Hearing the LEO parrots quack on about, "oh, the protesters are interfering with lawful action," is so tiring.

Show one valid warrant signed by a judge, I dare them. Trolling Home Depot parking lots and restaurants is called stalking. Abduction and kidnapping is called abduction and kidnapping. All are unlawful crimes in a country that allegedly is "lawful."

[–] skuzz@discuss.tchncs.de 1 points 1 month ago

Oh, the stories I could tell you... I should write a book some day.

[–] skuzz@discuss.tchncs.de 6 points 1 month ago

Because the constitution says we can't call the president king, but if we name everyone in other positions "border king" "energy king" etc. in Russian, we can normalize the king concept. Maybe a shitty nod to Russia as well?

Confounding that they are so willing to use a Russian term.

Our government really wants us to be feudal, apparently.

[–] skuzz@discuss.tchncs.de 3 points 1 month ago (1 children)

My general contribution to the conversation is GitHub should have a donation system. Once a week, some kind of donation raffle happens, and the winner gets GitHub taken down for "reasons" for 4 hours, then 5, 6, 8. Microsoft profits more, and it slowly becomes a technology-and-money-induced vacation day.

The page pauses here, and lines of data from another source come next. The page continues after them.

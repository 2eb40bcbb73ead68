use anyhow::{Context, Result};
use reqwest::Client;
use scraper::{ElementRef, Html, Selector};
use tracing::{debug, info};
use url::Url;

use super::{text_of, DETAIL_URL};
use crate::error::ScrapeError;
use crate::model::QuarterRecord;

// Positional layout of the activity view. These indices ARE the external
// contract with the current CalAccess markup and will break whenever the
// site is retemplated; update them together.
/// Index of the quarterly-payments table among all tables on the page.
const PAYMENTS_TABLE_INDEX: usize = 5;
/// Table count for a filer with no recorded lobbying subjects. The
/// lobbied-on table only exists when the page has more tables than this.
const BASE_TABLE_COUNT: usize = 6;
/// Index of the lobbied-on table when present.
const LOBBIED_TABLE_INDEX: usize = 6;
/// Both tables carry two header rows ahead of the data rows.
const HEADER_ROWS: usize = 2;
/// Cell of a lobbied-on row holding the free-text subject.
const LOBBIED_TEXT_CELL: usize = 2;

/// Fetch one filer's quarterly activity for one session.
///
/// Unlike discovery, a failure here is scoped to this filer: the caller
/// logs it and keeps the rest of the wave.
pub async fn fetch_activity(
    client: &Client,
    filer_id: &str,
    session: &str,
) -> Result<Vec<QuarterRecord>> {
    fetch_activity_at(client, DETAIL_URL, filer_id, session).await
}

/// Same as [`fetch_activity`] against an explicit detail endpoint.
pub async fn fetch_activity_at(
    client: &Client,
    detail_url: &str,
    filer_id: &str,
    session: &str,
) -> Result<Vec<QuarterRecord>> {
    let url = Url::parse_with_params(
        detail_url,
        &[("id", filer_id), ("session", session), ("view", "activity")],
    )?;
    info!(filer_id, "scraping financial activity");

    let resp = client
        .get(url.clone())
        .send()
        .await
        .with_context(|| format!("GET {url}"))?;
    let status = resp.status();
    if !status.is_success() {
        return Err(ScrapeError::Fetch {
            url: url.to_string(),
            status,
        }
        .into());
    }
    let html = resp
        .text()
        .await
        .with_context(|| format!("reading body from {url}"))?;

    let quarters = parse_activity(&html).with_context(|| format!("parsing {url}"))?;
    if quarters.is_empty() {
        debug!(filer_id, "no financial activity recorded");
    }
    Ok(quarters)
}

/// Extract quarter records from one activity page by cross-referencing the
/// payments table against the lobbied-on table.
///
/// A page with exactly [`BASE_TABLE_COUNT`] tables is a filer with no
/// recorded subjects and yields an empty list. Fewer tables than that means
/// the markup no longer matches our positional constants, which has to
/// surface as an error rather than as silently empty data.
pub fn parse_activity(html: &str) -> Result<Vec<QuarterRecord>> {
    let table_selector = Selector::parse("table").expect("table selector should be valid");
    let row_selector = Selector::parse("tr").expect("row selector should be valid");
    let cell_selector = Selector::parse("td").expect("cell selector should be valid");

    let doc = Html::parse_document(html);
    let tables: Vec<ElementRef> = doc.select(&table_selector).collect();

    if tables.len() < BASE_TABLE_COUNT {
        return Err(ScrapeError::MissingStructure(format!(
            "activity page has {} tables, expected at least {BASE_TABLE_COUNT}",
            tables.len()
        ))
        .into());
    }
    if tables.len() == BASE_TABLE_COUNT {
        // No lobbied-on table: this filer reported no activity.
        return Ok(Vec::new());
    }

    let payment_rows = cell_grid(tables[PAYMENTS_TABLE_INDEX], &row_selector, &cell_selector);
    let lobbied_rows: Vec<Vec<String>> =
        cell_grid(tables[LOBBIED_TABLE_INDEX], &row_selector, &cell_selector)
            .into_iter()
            .skip(HEADER_ROWS)
            .collect();

    let mut quarters = Vec::new();
    for (i, cells) in payment_rows.into_iter().enumerate().skip(HEADER_ROWS) {
        if cells.len() < 4 {
            return Err(ScrapeError::MissingStructure(format!(
                "payments row {i} has {} cells, expected session, quarter and two amounts",
                cells.len()
            ))
            .into());
        }
        let session = cells[0].clone();
        let quarter = cells[1].clone();
        let payments_to_influence = parse_currency(&cells[2])?;
        let puc_lobbying = parse_currency(&cells[3])?;

        // The payments table prints a single year while the lobbied-on table
        // sometimes spans the biennium ("2021-2022"), so the session match is
        // a substring test; quarters compare exactly. An empty session label
        // would substring-match every row, so it matches none.
        let lobbied_on = lobbied_rows
            .iter()
            .find(|row| {
                !session.is_empty()
                    && row.len() > LOBBIED_TEXT_CELL
                    && row[0].contains(&session)
                    && row[1] == quarter
            })
            .map(|row| row[LOBBIED_TEXT_CELL].clone())
            .unwrap_or_default();

        quarters.push(QuarterRecord {
            session,
            quarter,
            payments_to_influence,
            puc_lobbying,
            lobbied_on,
        });
    }

    Ok(quarters)
}

/// Parse a currency-formatted cell ("$1,234.00", "1234") into a finite
/// number. Malformed or empty input is an error, never zero: a sudden run
/// of unparseable cells is how a site layout change announces itself.
pub fn parse_currency(raw: &str) -> Result<f64, ScrapeError> {
    let cleaned = raw.trim().trim_start_matches('$').replace(',', "");
    let amount: f64 = cleaned.parse().map_err(|_| ScrapeError::Currency {
        value: raw.trim().to_string(),
    })?;
    if !amount.is_finite() {
        return Err(ScrapeError::Currency {
            value: raw.trim().to_string(),
        });
    }
    Ok(amount)
}

fn cell_grid(table: ElementRef, rows: &Selector, cells: &Selector) -> Vec<Vec<String>> {
    table
        .select(rows)
        .map(|row| row.select(cells).map(text_of).collect())
        .collect()
}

[–] skuzz@discuss.tchncs.de 1 points 1 month ago* (last edited 1 month ago) (2 children)

Honestly, no, you don't need a team. It is good practice, but not necessary. I've worked at several companies where the production build was made from a tower under a desk or a server blade, or an iMac on a shelf, sometimes one guy knew how it worked, sometimes nobody did, sometimes the whole team did. In most cases, managed by the product's dev team. IT just firewall-wrapped the crap out of them.

Not to discredit the main meta thread of "we don't have to manage anything with cloud" vs "having management team" debate. Odd thing is, cloud prices are climbing so rapidly that the industry could shift back in a near future.

Bottom line for most business though: As long as the cost makes sense, why bother self-hosting anything. That's really what it comes down to. A bonus too, as most companies like being able to blame other companies for their problems. Microsoft knows that, and profited greatly with Windows Server/Office/etc. for that very reason.

When your quarterly profits are dashed because an employee backed into your server room and turned on the halon fire suppression system and you gotta rebuild from scratch from month-old off-site tape backups, how do you write a puff piece to explain that away without self-blame or firing the very people that know how it all works?

When your quarterly profits are dashed because Microsoft's source control system screwed up, you make a polite public "our upstream software partners had a technical error, we've addressed and renegotiated," message, shareholders are happy, and customers are still stuck with a broken product, but the shareholders are happy.